[Task requirements] The lines to return are those below that contain the word "TpktWriteHalf".

[Stored items]
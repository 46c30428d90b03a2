//! RFC 1006 TPKT framing over TCP.
//!
//! Every PDU is prefixed by a 4 byte header: version 3, a reserved zero byte and the big
//! endian length of the whole packet, header included.

use std::time::Duration;

use async_trait::async_trait;
use snafu::{OptionExt as _, ResultExt as _, ensure};
use tokio::{
    io::{AsyncRead, AsyncReadExt as _, AsyncWrite, AsyncWriteExt as _},
    net::{
        TcpStream,
        tcp::{OwnedReadHalf, OwnedWriteHalf},
    },
};
use tracing::instrument;

use super::{ConnectTimeout, InvalidTpktLength, InvalidTpktVersion, Io, TransportError};
use crate::mms::{ReadHalfConnection, WriteHalfConnection};

/// TPKT version byte.
pub const TPKT_VERSION: u8 = 0x03;
/// Size of the TPKT header.
pub const TPKT_HEADER_SIZE: usize = 4;
/// Largest PDU a single TPKT can carry.
pub const TPKT_MAX_PAYLOAD: usize = u16::MAX as usize - TPKT_HEADER_SIZE;

/// Open a TCP connection and split it into TPKT halves.
#[instrument(level = "debug")]
pub async fn connect(
    address: &str,
    port: u16,
    timeout: Duration,
) -> Result<(TpktReadHalf<OwnedReadHalf>, TpktWriteHalf<OwnedWriteHalf>), TransportError> {
    let address = format!("{address}:{port}");
    let stream = tokio::time::timeout(timeout, TcpStream::connect(&address))
        .await
        .ok()
        .context(ConnectTimeout { address: address.clone() })?
        .context(Io)?;
    stream.set_nodelay(true).context(Io)?;
    Ok(split(stream))
}

/// Split an established TCP stream into TPKT halves.
#[must_use]
pub fn split(stream: TcpStream) -> (TpktReadHalf<OwnedReadHalf>, TpktWriteHalf<OwnedWriteHalf>) {
    let (read, write) = stream.into_split();
    (TpktReadHalf::new(read), TpktWriteHalf::new(write))
}

/// Prefix a PDU with its TPKT header.
pub fn encode_tpkt(data: &[u8]) -> Result<Vec<u8>, TransportError> {
    ensure!(data.len() <= TPKT_MAX_PAYLOAD, InvalidTpktLength { length: data.len() });
    let length = u16::try_from(data.len() + TPKT_HEADER_SIZE)
        .ok()
        .context(InvalidTpktLength { length: data.len() })?;
    let mut packet = Vec::with_capacity(data.len() + TPKT_HEADER_SIZE);
    packet.push(TPKT_VERSION);
    packet.push(0x00);
    packet.extend_from_slice(&length.to_be_bytes());
    packet.extend_from_slice(data);
    Ok(packet)
}

/// Read one TPKT and return its payload.
#[instrument(level = "debug", skip(reader))]
pub async fn read_tpkt<R: AsyncRead + Unpin>(reader: &mut R) -> Result<Vec<u8>, TransportError> {
    let mut header = [0; TPKT_HEADER_SIZE];
    reader.read_exact(&mut header).await.context(Io)?;
    ensure!(header[0] == TPKT_VERSION, InvalidTpktVersion { version: header[0] });
    ensure!(header[1] == 0, InvalidTpktVersion { version: header[1] });

    let length = usize::from(u16::from_be_bytes([header[2], header[3]]));
    ensure!(length > TPKT_HEADER_SIZE, InvalidTpktLength { length });

    let mut payload = vec![0; length - TPKT_HEADER_SIZE];
    reader.read_exact(&mut payload).await.context(Io)?;
    Ok(payload)
}

/// Receiving side of a TPKT connection.
#[derive(Debug)]
pub struct TpktReadHalf<R> {
    /// The underlying byte stream.
    reader: R,
}

impl<R> TpktReadHalf<R> {
    /// Wrap a byte stream.
    pub const fn new(reader: R) -> Self {
        Self { reader }
    }
}

#[async_trait]
impl<R: AsyncRead + Unpin + Send> ReadHalfConnection for TpktReadHalf<R> {
    type Error = TransportError;

    async fn receive_data(&mut self) -> Result<Vec<u8>, Self::Error> {
        read_tpkt(&mut self.reader).await
    }
}

/// Sending side of a TPKT connection.
#[derive(Debug)]
pub struct TpktWriteHalf<W> {
    /// The underlying byte stream.
    writer: W,
}

impl<W> TpktWriteHalf<W> {
    /// Wrap a byte stream.
    pub const fn new(writer: W) -> Self {
        Self { writer }
    }
}

#[async_trait]
impl<W: AsyncWrite + Unpin + Send> WriteHalfConnection for TpktWriteHalf<W> {
    type Error = TransportError;

    #[instrument(level = "debug", skip_all, fields(len = data.len()))]
    async fn send_data(&mut self, data: Vec<u8>) -> Result<(), Self::Error> {
        let packet = encode_tpkt(&data)?;
        self.writer.write_all(&packet).await.context(Io)?;
        self.writer.flush().await.context(Io)
    }
}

[Response]
) -> Result<(TpktReadHalf<OwnedReadHalf>, TpktWriteHalf<OwnedWriteHalf>), TransportError> {
pub fn split(stream: TcpStream) -> (TpktReadHalf<OwnedReadHalf>, TpktWriteHalf<OwnedWriteHalf>) {
    (TpktReadHalf::new(read), TpktWriteHalf::new(write))
pub struct TpktWriteHalf<W> {
impl<W> TpktWriteHalf<W> {
impl<W: AsyncWrite + Unpin + Send> WriteHalfConnection for TpktWriteHalf<W> {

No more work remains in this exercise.